“I was waiting in a queue for clothes with my older sister. That was in Šumperk – in the Arbeithaus. And she warned me not to look back, but I looked over my shoulder. A car came and Gestapo officers came out and dragged a man. He had a face of Christ and was half naked. His body looked as if he was treaded by horses. He had bruises all over his body and he was tied with chains so that he could barely walk. My sister didn’t want me to see that. He was probably caught in the woods and beaten.”
“The prisoners used to be given food through a small window. The window was later boarded up and the door to the room was really solid. After the bombing they could use the chairs with iron legs, so they started beating at the window and finally managed to make a small hole. My husband was quite tiny so they pushed him through the hole and he later told me that outside people were calling for help in all possible languages and dialects. The first thing he saw was a man who was pressed and squashed against the wall as if he was standing. When he got to the street there were literally heaps of dead bodies. So he ran past the heaps of bodies that were black and burnt. They weren’t completely burnt only when they had some clothes left.”
“They came - two Russian soldiers. One of them was sober and the other was drunk. They came to the cellar where my mother and us three young women were. I was really scared. And Franta, my husband, he was just sitting there. He was a real wreck. I could not ask him for any support. He had a watch on his hand. The drunk one wanted one of us or my mother. The other soldier just asked for the watch. So Franta gave him the watch and he dragged the drunk one away. So we were saved. That was my first encounter with the Russians.”
“They were taken to Theresienstadt, where they stayed until Christmas. I was waiting for a parcel and then it came. I realized that it wasn’t his writing on the parcel. It was wrapped in paper and tied with a string. But it wasn’t his writing. And when I opened it there was the photograph of our son, some saccharine, other pretty things, and his clothes. One of the other parcels was labeled “Beware the fleas and chinches.” My mother would open it in the yard and she would wash it with sodium. Often we just burnt it and sent him new clothes.”
He came home and he didn’t want to talk about at all. I thought that he would jump out of the window.

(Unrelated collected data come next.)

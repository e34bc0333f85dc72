//! The turn taxonomy: one step of a voice dialogue.
//!
//! A [`Turn`] is a name, an ordered list of document adapters and one
//! variant payload from the sealed [`TurnKind`] set. Turns are built
//! through validating constructors ([`Turn::message`],
//! [`Turn::object_call`], [`Turn::transfer`]) or the per-variant
//! builders, and are immutable afterwards apart from adapter appends.

pub mod message;
pub mod object_call;
pub mod transfer;

use crate::{
    adapter::{AdapterRef, DocumentAdapter},
    audio::{AudioItem, non_empty},
    error::ValidationError,
    json::JsonSerializable,
};
use serde_json::{Map, Value};
use std::fmt;
use std::sync::Arc;

pub use message::{Message, MessageBuilder};
pub use object_call::{ObjectCall, ObjectCallBuilder, Parameter, ParameterBuilder, ParameterValueType};
pub use transfer::{Transfer, TransferBuilder, TransferStyle};

const NAME_PROPERTY: &str = "name";
const DATA_PROPERTY: &str = "data";

/// The variant payload of a turn.
#[derive(Debug, Clone, PartialEq, Eq, Hash)]
pub enum TurnKind {
    /// Play a sequence of audio items.
    Message(Message),
    /// Invoke a platform object.
    ObjectCall(ObjectCall),
    /// Transfer the call.
    Transfer(Transfer),
}

impl TurnKind {
    /// Short type tag of the variant.
    pub fn type_name(&self) -> &'static str {
        match self {
            Self::Message(_) => "message",
            Self::ObjectCall(_) => "object",
            Self::Transfer(_) => "transfer",
        }
    }

    fn data(&self) -> Value {
        match self {
            Self::Message(message) => message.as_json(),
            Self::ObjectCall(object_call) => object_call.as_json(),
            Self::Transfer(transfer) => transfer.as_json(),
        }
    }

    /// Members added next to `name` and `data`. Output turns add none.
    fn top_level_properties(&self, _object: &mut Map<String, Value>) {
        match self {
            Self::Message(_) | Self::ObjectCall(_) | Self::Transfer(_) => {}
        }
    }
}

/// One compiled step of a voice dialogue.
///
/// Equality and hashing are structural over the name, the adapters
/// (compared by identity) and every variant field.
///
/// # Concurrency
///
/// A turn is `Send + Sync` and may be compiled from many threads at
/// once. Adapters must all be registered before the turn is shared;
/// [`add_adapter`](Self::add_adapter) takes `&mut self` for that reason.
#[derive(Debug, Clone, PartialEq, Eq, Hash)]
pub struct Turn {
    name: String,
    adapters: Vec<AdapterRef>,
    kind: TurnKind,
}

impl Turn {
    /// Validate the name and wrap a variant payload.
    pub fn new(name: impl Into<String>, kind: TurnKind) -> Result<Self, ValidationError> {
        Ok(Self {
            name: non_empty(name.into(), "name")?,
            adapters: Vec::new(),
            kind,
        })
    }

    /// A message turn with default language and barge-in. At least one
    /// audio item is required.
    pub fn message(
        name: impl Into<String>,
        audio_items: impl IntoIterator<Item = AudioItem>,
    ) -> Result<Self, ValidationError> {
        Message::builder(name).audio_items(audio_items).build()
    }

    /// An object call with no attributes, parameters or script.
    pub fn object_call(name: impl Into<String>) -> Result<Self, ValidationError> {
        ObjectCall::builder(name).build()
    }

    /// A transfer of the given style to `destination`.
    pub fn transfer(
        name: impl Into<String>,
        destination: impl Into<String>,
        style: TransferStyle,
    ) -> Result<Self, ValidationError> {
        Transfer::builder(name, style).destination(destination).build()
    }

    /// The turn name.
    pub fn name(&self) -> &str {
        &self.name
    }

    /// The variant payload.
    pub fn kind(&self) -> &TurnKind {
        &self.kind
    }

    /// Short type tag of the variant (`message`, `object`, `transfer`).
    pub fn type_name(&self) -> &'static str {
        self.kind.type_name()
    }

    /// Registered adapters, in registration order.
    pub fn adapters(&self) -> &[AdapterRef] {
        &self.adapters
    }

    /// Append an adapter to run after compilation.
    pub fn add_adapter(&mut self, adapter: impl Into<AdapterRef>) {
        self.adapters.push(adapter.into());
    }

    /// Builder-style [`add_adapter`](Self::add_adapter) taking an
    /// adapter by value.
    pub fn with_adapter(mut self, adapter: impl DocumentAdapter + 'static) -> Self {
        self.adapters.push(AdapterRef::new(adapter));
        self
    }

    /// Append an already shared adapter.
    pub fn add_shared_adapter(&mut self, adapter: Arc<dyn DocumentAdapter>) {
        self.adapters.push(AdapterRef::from_arc(adapter));
    }

    /// The message payload, if this is a message turn.
    pub fn as_message(&self) -> Option<&Message> {
        match &self.kind {
            TurnKind::Message(m) => Some(m),
            _ => None,
        }
    }

    /// The object call payload, if this is an object call turn.
    pub fn as_object_call(&self) -> Option<&ObjectCall> {
        match &self.kind {
            TurnKind::ObjectCall(o) => Some(o),
            _ => None,
        }
    }

    /// The transfer payload, if this is a transfer turn.
    pub fn as_transfer(&self) -> Option<&Transfer> {
        match &self.kind {
            TurnKind::Transfer(t) => Some(t),
            _ => None,
        }
    }
}

impl JsonSerializable for Turn {
    fn as_json(&self) -> Value {
        let mut object = Map::new();
        object.insert(NAME_PROPERTY.into(), Value::from(self.name.as_str()));
        object.insert(DATA_PROPERTY.into(), self.kind.data());
        self.kind.top_level_properties(&mut object);
        Value::Object(object)
    }
}

impl fmt::Display for Turn {
    fn fmt(&self, f: &mut fmt::Formatter<'_>) -> fmt::Result {
        write!(f, "{}", self.as_json())
    }
}

/// Reject an explicitly set optional string that is empty.
pub(crate) fn optional_non_empty(
    value: Option<String>,
    field: &'static str,
) -> Result<Option<String>, ValidationError> {
    value.map(|v| non_empty(v, field)).transpose()
}
//! The document compiler.

use crate::{
    context::{DialogueContext, RenderingContext},
    elements::*,
    message, object_call, transfer,
};
use vxml_adapters::{AdapterPipeline, apply};
use vxml_types::{AdapterRef, Document, Element, RenderError, RenderFailure, Turn, TurnKind};

/// Compile `turn` into a document under `context`.
///
/// The variant content is rendered into a single form, then the turn's
/// adapters run over the document in registration order. The first
/// failure aborts compilation and is reported against the turn's name.
pub fn compile(turn: &Turn, context: &dyn RenderingContext) -> Result<Document, RenderError> {
    tracing::debug!(
        turn = turn.name(),
        kind = turn.type_name(),
        adapters = turn.adapters().len(),
        "vxml.render.start"
    );
    let mut document = render(turn, context).map_err(|e| failed(turn, e))?;
    apply(turn.adapters(), &mut document).map_err(|e| failed(turn, e.into()))?;
    well_formed(&document).map_err(|e| failed(turn, e))?;
    tracing::debug!(
        turn = turn.name(),
        elements = document.root().descendants().len(),
        "vxml.render.complete"
    );
    Ok(document)
}

fn render(turn: &Turn, context: &dyn RenderingContext) -> Result<Document, RenderFailure> {
    check_context(context)?;
    let mut form = Element::new(FORM).with_attribute(ID_ATTRIBUTE, context.form_id());
    match turn.kind() {
        TurnKind::Message(m) => message::fill_form(&mut form, m, context)?,
        TurnKind::ObjectCall(o) => object_call::fill_form(&mut form, o, context)?,
        TurnKind::Transfer(t) => transfer::fill_form(&mut form, t, context)?,
    }

    let root = Element::new(VXML)
        .with_attribute(VERSION_ATTRIBUTE, VXML_VERSION)
        .with_attribute(XMLNS_ATTRIBUTE, VXML_NAMESPACE)
        .with_optional_attribute(APPLICATION_ATTRIBUTE, context.application_root())
        .with_child(form);
    Ok(Document::new(root))
}

/// Names the context contributes to every document must be usable.
fn check_context(context: &dyn RenderingContext) -> Result<(), RenderFailure> {
    let required = [
        ("scope object", context.scope_object()),
        ("value result function", context.value_result_function()),
        ("transfer status function", context.transfer_status_function()),
        ("submit target", context.submit_target()),
        ("form id", context.form_id()),
    ];
    if let Some((what, _)) = required.iter().find(|(_, value)| value.is_empty()) {
        return Err(unrenderable(&format!("rendering context has an empty {what}")));
    }
    let optional = [
        ("application root", context.application_root()),
        ("fetch attempts attribute", context.fetch_attempts_attribute()),
        ("fetch attempt timeout attribute", context.fetch_attempt_timeout_attribute()),
    ];
    if let Some((what, _)) = optional.iter().find(|(_, value)| *value == Some("")) {
        return Err(unrenderable(&format!("rendering context has an empty {what}")));
    }
    Ok(())
}

fn well_formed(document: &Document) -> Result<(), RenderFailure> {
    match document.find_invalid_char() {
        Some(c) => Err(unrenderable(&format!(
            "character U+{:04X} cannot appear in markup",
            u32::from(c)
        ))),
        None => Ok(()),
    }
}

fn failed(turn: &Turn, failure: RenderFailure) -> RenderError {
    if let RenderFailure::Unrenderable(reason) = &failure {
        tracing::warn!(turn = turn.name(), reason = %reason, "vxml.render.failed");
    }
    RenderError::new(turn.name(), failure)
}

/// A reusable compiler: a rendering context plus adapters applied to
/// every document it produces.
///
/// Compiler-wide adapters run after the turn's own adapters.
///
/// # Example
///
/// ```
/// use vxml_render::{Compiler, DialogueContext};
/// use vxml_types::{AudioItem, Turn};
///
/// let compiler = Compiler::new(DialogueContext::new());
/// let turn = Turn::message("greeting", [AudioItem::speech("Welcome").unwrap()]).unwrap();
/// let document = compiler.compile(&turn).unwrap();
/// assert_eq!(document.find_all("prompt").len(), 1);
/// ```
#[derive(Debug, Clone, Default)]
pub struct Compiler<C = DialogueContext> {
    context: C,
    adapters: AdapterPipeline,
}

impl<C: RenderingContext> Compiler<C> {
    /// Create a compiler over `context` with no compiler-wide adapters.
    pub fn new(context: C) -> Self {
        Self {
            context,
            adapters: AdapterPipeline::new(),
        }
    }

    /// Append an adapter applied to every compiled document.
    pub fn add_adapter(&mut self, adapter: impl Into<AdapterRef>) {
        self.adapters.add(adapter);
    }

    /// The rendering context.
    pub fn context(&self) -> &C {
        &self.context
    }

    /// Compile `turn`, then run the compiler-wide adapters.
    pub fn compile(&self, turn: &Turn) -> Result<Document, RenderError> {
        let mut document = compile(turn, &self.context)?;
        self.adapters
            .run(&mut document)
            .map_err(|e| RenderError::new(turn.name(), e))?;
        well_formed(&document).map_err(|e| failed(turn, e))?;
        Ok(document)
    }

    /// Compile `turn` straight to markup.
    pub fn compile_to_string(&self, turn: &Turn) -> Result<String, RenderError> {
        self.compile(turn).map(|document| document.to_xml())
    }
}
//! Minimal document tree for compiled VoiceXML.
//!
//! The compiler only needs three construction primitives: append an
//! element, set an attribute, append text. [`Element`] offers exactly
//! those plus the read accessors that adapters and tests use to inspect
//! and rewrite a compiled document. Attributes keep insertion order, so
//! the serialized markup reflects the order in which the compiler set
//! them.

use std::fmt::Write as _;

/// A child of an [`Element`].
#[derive(Debug, Clone, PartialEq, Eq, Hash)]
pub enum Node {
    /// A nested element.
    Element(Element),
    /// Character data.
    Text(String),
}

/// A markup element: a name, ordered attributes and ordered children.
#[derive(Debug, Clone, PartialEq, Eq, Hash)]
pub struct Element {
    name: String,
    attributes: Vec<(String, String)>,
    children: Vec<Node>,
}

impl Element {
    /// Create an element with no attributes and no children.
    pub fn new(name: impl Into<String>) -> Self {
        Self {
            name: name.into(),
            attributes: Vec::new(),
            children: Vec::new(),
        }
    }

    /// The element name.
    pub fn name(&self) -> &str {
        &self.name
    }

    /// Set an attribute. An existing attribute keeps its position and
    /// has its value replaced; a new one is appended.
    pub fn set_attribute(&mut self, name: impl Into<String>, value: impl Into<String>) -> &mut Self {
        let name = name.into();
        let value = value.into();
        match self.attributes.iter_mut().find(|(n, _)| *n == name) {
            Some((_, existing)) => *existing = value,
            None => self.attributes.push((name, value)),
        }
        self
    }

    /// Set an attribute only when a value is present. `None` leaves the
    /// element untouched, deferring to the interpreter's default.
    pub fn set_optional_attribute<V: Into<String>>(
        &mut self,
        name: &str,
        value: Option<V>,
    ) -> &mut Self {
        if let Some(value) = value {
            self.set_attribute(name, value);
        }
        self
    }

    /// Builder-style [`set_attribute`](Self::set_attribute).
    pub fn with_attribute(mut self, name: impl Into<String>, value: impl Into<String>) -> Self {
        self.set_attribute(name, value);
        self
    }

    /// Builder-style [`set_optional_attribute`](Self::set_optional_attribute).
    pub fn with_optional_attribute<V: Into<String>>(mut self, name: &str, value: Option<V>) -> Self {
        self.set_optional_attribute(name, value);
        self
    }

    /// Remove an attribute, returning its previous value.
    pub fn remove_attribute(&mut self, name: &str) -> Option<String> {
        let index = self.attributes.iter().position(|(n, _)| n == name)?;
        Some(self.attributes.remove(index).1)
    }

    /// Value of the named attribute.
    pub fn attribute(&self, name: &str) -> Option<&str> {
        self.attributes
            .iter()
            .find(|(n, _)| n == name)
            .map(|(_, v)| v.as_str())
    }

    /// Attributes in insertion order.
    pub fn attributes(&self) -> impl Iterator<Item = (&str, &str)> {
        self.attributes.iter().map(|(n, v)| (n.as_str(), v.as_str()))
    }

    /// Attribute names in insertion order.
    pub fn attribute_names(&self) -> Vec<&str> {
        self.attributes.iter().map(|(n, _)| n.as_str()).collect()
    }

    /// Append a child element.
    pub fn append_element(&mut self, child: Element) -> &mut Self {
        self.children.push(Node::Element(child));
        self
    }

    /// Builder-style [`append_element`](Self::append_element).
    pub fn with_child(mut self, child: Element) -> Self {
        self.append_element(child);
        self
    }

    /// Append character data. Empty text is ignored.
    pub fn append_text(&mut self, text: impl Into<String>) -> &mut Self {
        let text = text.into();
        if !text.is_empty() {
            self.children.push(Node::Text(text));
        }
        self
    }

    /// Builder-style [`append_text`](Self::append_text).
    pub fn with_text(mut self, text: impl Into<String>) -> Self {
        self.append_text(text);
        self
    }

    /// All children, elements and text, in document order.
    pub fn children(&self) -> &[Node] {
        &self.children
    }

    /// Mutable access to the children.
    pub fn children_mut(&mut self) -> &mut Vec<Node> {
        &mut self.children
    }

    /// Child elements in document order, skipping text.
    pub fn child_elements(&self) -> impl Iterator<Item = &Element> {
        self.children.iter().filter_map(|node| match node {
            Node::Element(e) => Some(e),
            Node::Text(_) => None,
        })
    }

    /// Mutable child elements in document order.
    pub fn child_elements_mut(&mut self) -> impl Iterator<Item = &mut Element> {
        self.children.iter_mut().filter_map(|node| match node {
            Node::Element(e) => Some(e),
            Node::Text(_) => None,
        })
    }

    /// First direct child element with the given name.
    pub fn first_child(&self, name: &str) -> Option<&Element> {
        self.child_elements().find(|e| e.name == name)
    }

    /// Mutable first direct child element with the given name.
    pub fn first_child_mut(&mut self, name: &str) -> Option<&mut Element> {
        self.child_elements_mut().find(|e| e.name == name)
    }

    /// Concatenated direct text content.
    pub fn text(&self) -> String {
        self.children
            .iter()
            .filter_map(|node| match node {
                Node::Text(t) => Some(t.as_str()),
                Node::Element(_) => None,
            })
            .collect()
    }

    /// This element and every descendant element, depth-first, in
    /// document order.
    pub fn descendants(&self) -> Vec<&Element> {
        let mut out = Vec::new();
        self.collect_descendants(&mut out);
        out
    }

    fn collect_descendants<'a>(&'a self, out: &mut Vec<&'a Element>) {
        out.push(self);
        for child in self.child_elements() {
            child.collect_descendants(out);
        }
    }

    /// Every element named `name` in this subtree, in document order.
    pub fn find_all(&self, name: &str) -> Vec<&Element> {
        self.descendants()
            .into_iter()
            .filter(|e| e.name == name)
            .collect()
    }

    /// Visit this element and every descendant element mutably,
    /// depth-first.
    pub fn visit_mut(&mut self, visitor: &mut dyn FnMut(&mut Element)) {
        visitor(self);
        for child in self.child_elements_mut() {
            child.visit_mut(visitor);
        }
    }

    /// The first character in this subtree that XML 1.0 cannot carry,
    /// escaped or not. Names, attribute values and text are all checked.
    pub fn find_invalid_char(&self) -> Option<char> {
        let own = std::iter::once(self.name.as_str())
            .chain(self.attributes.iter().flat_map(|(n, v)| [n.as_str(), v.as_str()]))
            .find_map(|s| s.chars().find(|c| !is_xml_char(*c)));
        own.or_else(|| {
            self.children.iter().find_map(|child| match child {
                Node::Element(e) => e.find_invalid_char(),
                Node::Text(t) => t.chars().find(|c| !is_xml_char(*c)),
            })
        })
    }

    /// Serialize this subtree as markup.
    pub fn write_xml(&self, out: &mut String) {
        out.push('<');
        out.push_str(&self.name);
        for (name, value) in &self.attributes {
            let _ = write!(out, " {name}=\"{}\"", escape(value, true));
        }
        if self.children.is_empty() {
            out.push_str("/>");
            return;
        }
        out.push('>');
        for child in &self.children {
            match child {
                Node::Element(e) => e.write_xml(out),
                Node::Text(t) => out.push_str(&escape(t, false)),
            }
        }
        let _ = write!(out, "</{}>", self.name);
    }
}

/// A compiled document: a single root element.
#[derive(Debug, Clone, PartialEq, Eq, Hash)]
pub struct Document {
    root: Element,
}

impl Document {
    /// Wrap a root element.
    pub fn new(root: Element) -> Self {
        Self { root }
    }

    /// The root element.
    pub fn root(&self) -> &Element {
        &self.root
    }

    /// Mutable root element, for adapters.
    pub fn root_mut(&mut self) -> &mut Element {
        &mut self.root
    }

    /// Every element named `name`, in document order.
    pub fn find_all(&self, name: &str) -> Vec<&Element> {
        self.root.find_all(name)
    }

    /// The first character in the document that XML 1.0 cannot carry.
    pub fn find_invalid_char(&self) -> Option<char> {
        self.root.find_invalid_char()
    }

    /// Serialize the document, with an XML declaration.
    pub fn to_xml(&self) -> String {
        let mut out = String::from("<?xml version=\"1.0\" encoding=\"UTF-8\"?>\n");
        self.root.write_xml(&mut out);
        out
    }
}

/// Whether `c` may appear in an XML 1.0 document.
pub fn is_xml_char(c: char) -> bool {
    matches!(c, '\t' | '\n' | '\r' | '\u{20}'..='\u{D7FF}' | '\u{E000}'..='\u{FFFD}')
        || c >= '\u{10000}'
}

// Whitespace in attribute values is written as character references so
// parsers do not normalize it to spaces.
fn escape(raw: &str, attribute: bool) -> String {
    let mut out = String::with_capacity(raw.len());
    for c in raw.chars() {
        match c {
            '&' => out.push_str("&amp;"),
            '<' => out.push_str("&lt;"),
            '>' => out.push_str("&gt;"),
            '\r' => out.push_str("&#13;"),
            '"' if attribute => out.push_str("&quot;"),
            '\n' if attribute => out.push_str("&#10;"),
            '\t' if attribute => out.push_str("&#9;"),
            _ => out.push(c),
        }
    }
    out
}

Josefa Gruntová was born as Večeřová on July 28th, 1924, in Svébohov, Moravia. During the war, she was supposed to take part in forced labor but she became pregnant and married František Grunt. Her husband took part in the resistance movement. He was arrested and imprisoned in Theresienstadt, Breslau, and Dresden, where he survived the great bombing of the Allied forces. He managed to escape and Josefa Gruntová could not recognize him when he came back home. After the war, they moved to Malá Morava and ran a small shop that had belonged to Germans. After 1948, they were forced to join a collective company. In the 1960s, they moved to Mohelnice where her husband died of tuberculosis, which he had suffered since Theresienstadt. Today, Josefa Gruntová lives in Mohelnice.